Li-Cam est une autrice que j’avais découverte avec son roman Résolution. Je poursuis mon immersion dans ses oeuvres avec Cyberland, un roman qui attisait ma curiosité depuis déjà plusieurs années. Car elle a un point de vue singulier sur la technologie et l’individualité qui montre une grande sensibilité doublée d’un sens de l’analyse passionnant.
Synopsis de Cyberland
Ici le destin se décide œil pour œil, dent pour dent. Tu ne te copieras point en dehors des Terres Parallèles. Tu ne convoiteras pas le fichier d’autrui. Tu ne formateras pas hormis pour sauver le système.
Dans un monde post-singularité
Dictature et monde virtuel
Le roman de Li-Cam nous place dans un monde où une intelligence artificielle a atteint la singularité, c’est-à-dire qu’elle est devenue autonome. Evidemment, la méfiance à l’idée qu’un être artificiel puisse prendre des décisions en toute autonomie s’installe rapidement. Nous comprenons que le régime sévère, le Dicktrans, tente de détruire cette Intelligence que son propre terrain, l’Infosphère. vaste monde virtuel dont les seules limites sont quelques règles immuables, l’Infosphère abrite les humods, des humains améliorés rebelles contre le régime. Vous l’aurez compris, Li-Cam construit un monde complexe dans lequel elle nous plonge sans préambule, avec un groupe d’adolescents désignés pour mener une mission dangreuse mais dans laquelle de nombreux adultes ont déjà échoué.
Le roman surprend car nous sommes dans une sorte d' »Alice au pays des merveilles » en version cyberpunk. Le monde construit par l’Intelligence Artificielle semble au premier coup d’oeil délirant. Tous les fantasmes loins de la réalité sont permis, que ce soit dans les apparences ou les expériences menées par les utilisateurs. Vous pouvez manger ce que vous voulez, expérimenter ce que vous voulez, ressembler à un serpent géant à tête humaine si vous le souhaitez. Mais certains personnages s’en rendrons bien vite compte : Cyberland obéit en réalité à une logique bien rodée liée à des programmes. La logique derrière ce qui semble être la folie la plus pure. Le récit est ainsi très différent de ce à quoi je m’attendais.

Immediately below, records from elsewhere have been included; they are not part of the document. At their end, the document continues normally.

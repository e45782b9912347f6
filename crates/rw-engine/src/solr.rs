//! Blocking Solr client.

use serde_json::Value;
use std::collections::HashSet;
use std::time::{Duration, Instant};
use tracing::debug;

use rw_types::{BackendError, RwResult, SearchResultSet};

use crate::client::{http_client, id_to_string, parse_error, send_json, url_join, SearchClient, TermCount};
use crate::request::SearchRequest;

const BACKEND: &str = "solr";
const DEFAULT_HANDLER: &str = "select";

#[derive(Debug, Clone)]
pub struct SolrClient {
    base_url: String,
    http: reqwest::blocking::Client,
}

impl SolrClient {
    /// `base_url` is the collection URL, e.g. `http://localhost:8983/solr/products`.
    pub fn new(base_url: impl Into<String>, timeout: Duration) -> RwResult<Self> {
        Ok(Self {
            base_url: base_url.into(),
            http: http_client(BACKEND, timeout)?,
        })
    }

    pub fn base_url(&self) -> &str {
        &self.base_url
    }

    /// Query-string pairs for a search request.
    pub fn search_params(request: &SearchRequest) -> Vec<(String, String)> {
        let mut params = vec![
            ("q".to_string(), request.query.clone()),
            ("rows".to_string(), request.rows.to_string()),
            ("fl".to_string(), request.id_field.clone()),
            ("wt".to_string(), "json".to_string()),
        ];
        params.extend(request.filter_queries.iter().map(|fq| ("fq".to_string(), fq.clone())));
        params.extend(request.params.iter().cloned());
        params
    }

    pub fn parse_search_response(body: &Value, id_field: &str) -> Result<SearchResultSet, BackendError> {
        let response = body
            .get("response")
            .ok_or_else(|| parse_error(BACKEND, "missing 'response'"))?;
        let total_hits = response
            .get("numFound")
            .and_then(Value::as_u64)
            .ok_or_else(|| parse_error(BACKEND, "missing 'response.numFound'"))?;
        let ids = response
            .get("docs")
            .and_then(Value::as_array)
            .map(|docs| {
                docs.iter()
                    .filter_map(|doc| doc.get(id_field).and_then(id_to_string))
                    .collect()
            })
            .unwrap_or_default();
        let query_time = body
            .pointer("/responseHeader/QTime")
            .and_then(Value::as_u64)
            .unwrap_or(0);
        Ok(SearchResultSet::new(ids, total_hits).with_timings(query_time, 0))
    }

    /// Tokens of the last analysis stage of the index-time chain.
    pub fn parse_analysis_response(body: &Value, field: &str) -> Result<Vec<String>, BackendError> {
        let stages = body
            .pointer(&format!("/analysis/field_names/{field}/index"))
            .or_else(|| body.pointer(&format!("/analysis/field_types/{field}/index")))
            .and_then(Value::as_array)
            .ok_or_else(|| parse_error(BACKEND, format!("no analysis for field {field}")))?;
        let last = stages
            .iter()
            .rev()
            .find_map(Value::as_array)
            .ok_or_else(|| parse_error(BACKEND, "analysis has no token stage"))?;
        Ok(last
            .iter()
            .filter_map(|token| token.get("text").and_then(Value::as_str).map(str::to_string))
            .collect())
    }

    /// `json.nl=arrarr` shape: `[[token, count], ...]`.
    pub fn parse_terms_response(body: &Value, field: &str) -> Result<Vec<TermCount>, BackendError> {
        let pairs = body
            .pointer(&format!("/terms/{field}"))
            .and_then(Value::as_array)
            .ok_or_else(|| parse_error(BACKEND, format!("no terms for field {field}")))?;
        pairs
            .iter()
            .map(|pair| {
                let token = pair.get(0).and_then(Value::as_str);
                let count = pair.get(1).and_then(Value::as_u64);
                match (token, count) {
                    (Some(token), Some(count)) => Ok(TermCount::new(token, count)),
                    _ => Err(parse_error(BACKEND, format!("malformed term entry {pair}"))),
                }
            })
            .collect()
    }
}

impl SearchClient for SolrClient {
    fn name(&self) -> &str {
        BACKEND
    }

    fn search(&self, request: &SearchRequest) -> Result<SearchResultSet, BackendError> {
        let handler = request.handler.as_deref().unwrap_or(DEFAULT_HANDLER);
        let url = url_join(&self.base_url, handler);
        let start = Instant::now();
        let body = send_json(BACKEND, self.http.get(&url).query(&Self::search_params(request)))?;
        let elapsed = start.elapsed().as_millis() as u64;
        let results = Self::parse_search_response(&body, &request.id_field)?;
        debug!("solr {} returned {} of {} hits", request.query, results.len(), results.total_hits);
        Ok(SearchResultSet {
            elapsed_ms: elapsed,
            ..results
        })
    }

    fn analyze(&self, field: &str, text: &str) -> Result<Vec<String>, BackendError> {
        let url = url_join(&self.base_url, "analysis/field");
        let body = send_json(
            BACKEND,
            self.http.get(&url).query(&[
                ("analysis.fieldname", field),
                ("analysis.fieldvalue", text),
                ("wt", "json"),
            ]),
        )?;
        Self::parse_analysis_response(&body, field)
    }

    fn get_terms(
        &self,
        field: &str,
        lower_bound: &str,
        limit: usize,
        min_doc_freq: u64,
    ) -> Result<Vec<TermCount>, BackendError> {
        let url = url_join(&self.base_url, "terms");
        let limit = limit.to_string();
        let min_count = min_doc_freq.to_string();
        let body = send_json(
            BACKEND,
            self.http.get(&url).query(&[
                ("terms.fl", field),
                ("terms.lower", lower_bound),
                ("terms.lower.incl", "false"),
                ("terms.limit", limit.as_str()),
                ("terms.mincount", min_count.as_str()),
                ("terms.sort", "index"),
                ("json.nl", "arrarr"),
                ("wt", "json"),
            ]),
        )?;
        Self::parse_terms_response(&body, field)
    }

    fn lookup_ids(&self, id_field: &str, ids: &[String]) -> Result<HashSet<String>, BackendError> {
        if ids.is_empty() {
            return Ok(HashSet::new());
        }
        let request = SearchRequest::new("*:*", ids.len(), id_field)
            .with_filter_query(format!("{{!terms f={id_field}}}{}", ids.join(",")));
        Ok(self.search(&request)?.ids.into_iter().collect())
    }
}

La quête de soi et la quête de la vérité
Le récit de la première partie se pose comme une quête identitaire. Le choix d’adolescents comme personnages principaux trouve tout son sens. Ce sont des individus en construction, avec l’esprit toujours assez souple pour faire face à des changements brutaux, mais aussi capables de comprendre les logiques subtiles qui se cachent dans le Cyberland. Les personnages sont ainsi bien construits et variés. J’ai apprécié voyager à leurs côtés dans les différentes parties du monde virtuel. Mais ce que j’ai le plus apprécié, c’est le narrateur, un programme appelé le Hiérophante, à savoir « celui qui interprête le sacré ». Une grande partie du roman consiste, pour le lecteur comme le personnage, à traduire les signes pour traverser les épreuves. Le momentum a lieu dans une sorte de jeu de rôle dans lequel les protagonistes doivent sauver d’autres personnes pour accomplir leur mission.
J’ai beaucoup cet aspect chasse au trésor, qui permet en plus d’explorer la psyché de nos héros. Ce qui est parfois plus difficile, c’est qu’il faut accepter de ne pas tout comprendre d’un coup. Parfois, la plume de l’autrice peut se faire bavarde. C’est notamment le cas de la nouvelle Asulon. Brillant dans son déroulé et ses réflexion, ce réfit qui fait suite au premier se focalise sur la place de l’IA face à l’Humanité, mais aussi la notion de résistance face aux pouvoirs contrôlants. La longue nouvelle de nombreux aspects philosophiques passionnants et pointus qui ne plairont pas à tout le monde, mais qui montrent une connaissance approfondie des enjeux de l’IA et se montrent particulièrement judiceux dans le contexte actuel.
Cyberland, un récit visionnaire et poussé
Plongée dans un monde virtuel géré par une Intelligence Artificielle ayant atteint la Singularité. Le récit de Li-Cam est un Alice au pays des merveilles au goût cyberpunk. Un groupe d’adolescents se découvrent en explorant un univers sans limites, posant la question de la place de l’Individu face à une créature artificielle. Le court roman se construit en symboles et en signes, suivant une logique propre, parfois alambiquée, qui perdra certains lecteurs. D’autant plus que l’autrice n’hésite pas exploiter des références anthrolopgiques et philosophiques pointues pour donner du corps à son récit. Une démarche particulièrement pertinente dans le contexte actuel.